Besonders befremdlich an der beabsichtigten Gesetzesveränderung ist auch der Verweis der erläuternden Bemerkungen auf die geringe Inanspruchnahme von Sozialen Diensten durch BezieherInnen der Pflegegeldstufen eins und zwei: „Zusätzlich zu der großen Anzahl der Neuzuerkennungen und Erhöhungen des Pflegegeldes werden insbesondere in den unteren Pflegegeldstufen weniger oft professionelle Dienste in Anspruch genommen. Eine Sonderauswertung aus der Qualitätssicherung in der häuslichen Pflege ergab, dass im Zeitraum Jänner bis inklusive Mai 2014 in der Stufe 1 nur 12,98 % und in der Stufe 2 nur 19,68 % der PflegegeldbezieherInnen einen professionellen Dienst in Anspruch nahmen.
Einmal abgesehen davon, dass die Verwendung des Komparativ „weniger oft“ in einem unvollständigen Satz ohne Vergleichszahl in geradezu polemischer Art und Weise das Vorliegen einer förderungswürdigen Problemlage pauschal in Abrede stellt, fällt auf, dass die von der Bundesregierung vorgeschlagene Maßnahme in keiner Weise auch nur irgendwie geeignet ist, den angeführten Sachverhalt zu verändern: Die Inanspruchnahme qualitätsgesicherter und professioneller Dienstleistungen wird nicht steigen, weil die Bundesregierung  das Pflegegeld reduziert.
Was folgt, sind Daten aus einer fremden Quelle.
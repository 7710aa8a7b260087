//! Bit storage for route tables.
//!
//! A route table is logically a flat run of bits, one per hash slot. The
//! [`BitStore`] trait abstracts the backing representation so the
//! resampling algorithm exists in exactly one copy, and [`DenseBits`] is
//! the production implementation backed by 64-bit words.
//!
//! ## Resampling
//!
//! [`resample_into`] translates set bits between stores of different
//! sizes using only integer arithmetic. It works on maximal runs of set
//! bits rather than individual bits: a run `[i, j)` in a store of `m`
//! bits becomes the run `[i * m2 / m, (j * m2 - 1) / m + 1)` in a store
//! of `m2` bits. Together with the hash interpolation law in
//! [`crate::hash`] this guarantees that a keyword visible in a table at
//! one size stays visible after scaling to any other size.

mod dense;


pub use dense::DenseBits;

/// Backing storage for one route table's bits.
///
/// `index` arguments must be below [`size`](BitStore::size); the scan
/// methods have linear default implementations that concrete stores can
/// override with word-level ones.
pub trait BitStore {
    /// Number of bit slots.
    fn size(&self) -> usize;

    /// Whether the bit at `index` is set.
    fn get(&self, index: usize) -> bool;

    /// Set the bit at `index`.
    fn set(&mut self, index: usize);

    /// Clear the bit at `index`.
    fn clear(&mut self, index: usize);

    /// Index of the first set bit at or after `from`, if any.
    fn next_set(&self, from: usize) -> Option<usize> {
        (from..self.size()).find(|&i| self.get(i))
    }

    /// Index of the first clear bit at or after `from`, if any.
    fn next_clear(&self, from: usize) -> Option<usize> {
        (from..self.size()).find(|&i| !self.get(i))
    }

    /// Number of set bits.
    fn count_ones(&self) -> usize {
        let mut count = 0;
        let mut pos = 0;
        while let Some(index) = self.next_set(pos) {
            count += 1;
            pos = index + 1;
        }
        count
    }

    /// Release spare storage. Logical contents are unchanged.
    fn compact(&mut self) {}

    /// OR every set bit of `other`, a same-sized store, into `self`.
    ///
    /// This walks `other` via [`next_set`](BitStore::next_set), so it
    /// works across backing representations. [`DenseBits`] callers that
    /// hold both stores concretely should prefer the word-wise
    /// [`DenseBits::union`].
    fn union_from(&mut self, other: &dyn BitStore) {
        debug_assert_eq!(self.size(), other.size());
        let mut pos = 0;
        while let Some(index) = other.next_set(pos) {
            self.set(index);
            pos = index + 1;
        }
    }

    /// Flip every bit of `self` whose position is set in `other`, a
    /// same-sized store.
    ///
    /// Same cross-representation contract as
    /// [`union_from`](BitStore::union_from); the concrete fast path is
    /// [`DenseBits::xor`].
    fn xor_from(&mut self, other: &dyn BitStore) {
        debug_assert_eq!(self.size(), other.size());
        let mut pos = 0;
        while let Some(index) = other.next_set(pos) {
            if self.get(index) {
                self.clear(index);
            } else {
                self.set(index);
            }
            pos = index + 1;
        }
    }
}

/// Project every set bit of `src` onto the scale of `dst`.
///
/// Walks maximal set-bit runs in `src` and sets the interpolated run in
/// `dst`. Bits already set in `dst` stay set, so repeated calls merge
/// sources. Both stores must be non-empty; the arithmetic is exact in
/// `u64` for any sizes a 32-bit hash can address.
pub fn resample_into(src: &dyn BitStore, dst: &mut dyn BitStore) {
    let m = src.size() as u64;
    let m2 = dst.size() as u64;
    debug_assert!(m > 0 && m2 > 0);

    let mut pos = 0;
    while let Some(start) = src.next_set(pos) {
        let end = src.next_clear(start).unwrap_or(src.size());
        let lo = (start as u64 * m2 / m) as usize;
        let hi = ((end as u64 * m2 - 1) / m) as usize;
        for bit in lo..=hi {
            dst.set(bit);
        }
        pos = end;
    }
}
Die mit dem Ministerialentwurf vorgeschlagene Maßnahme steht somit auch im direkten Widerspruch zum Arbeitsprogramm der Bundesregierung Faymann II, in dem es heißt:
„Es gilt, den Betroffenen die Sicherheit zu geben, dass für die individuelle Pflegebedürftigkeit unabhängig von der sozialen Situation eine gute Pflege und Betreuung geboten werden. Die Wahlfreiheit des Pflegesettings, von der häuslichen Pflege durch Angehörige und professionelle Dienste, über betreute Wohnformen bis hin zu Pflegeheimen, muss bedarfsgerecht abgestufte Pflege- und Betreuungsangebote beinhalten. Der Verbleib in der gewohnten Umgebung ist bestmöglich zu fördern, um den Anteil der nicht-stationär betreuten PflegegeldbezieherInnen weiterhin über 80 % zu halten.“

Und weiter: „Der Pflegefonds setzt Schwerpunkte zum flächendeckenden Ausbau von mobilen Diensten und der Tagesbetreuung sowie Maßnahmen zur Beratung und Entlastung pflegender Angehöriger;“ (beide Zitat aus: Regierungsprogramm Faymann II, Wien 2013, 52)

Die von der Bundesregierung angestrebte Erschwerung des Zugangs zum Pflegegeld zielt weder auf eine Verbesserung der Situation der Betroffenen (ob zu Pflegende oder Pflegende) ab noch setzt sie in irgendeiner Form Anreize zur Inanspruchnahme professioneller Dienste. Unter dem Strich bleibt nichts übrig als eine Bestrafung der Menschen mit Pflegebedarf. Sie werden für die Wirtschaftskrise, die daraus folgenden niedrigeren Steuereinnahmen und damit dem Budgetdruck innerhalb des Sozialressorts bestraft.

Besonders befremdlich ist, dass die Bundesregierung davon ausgeht, dass die tatsächliche Pflegearbeit stillschweigend von Angehörigen der pflegebedürftigen Menschen erbracht wird, nachdem der Pflegebedarf ja nicht abgeschafft wird durch die Erschwerung des Zuganges zum Pflegegeld.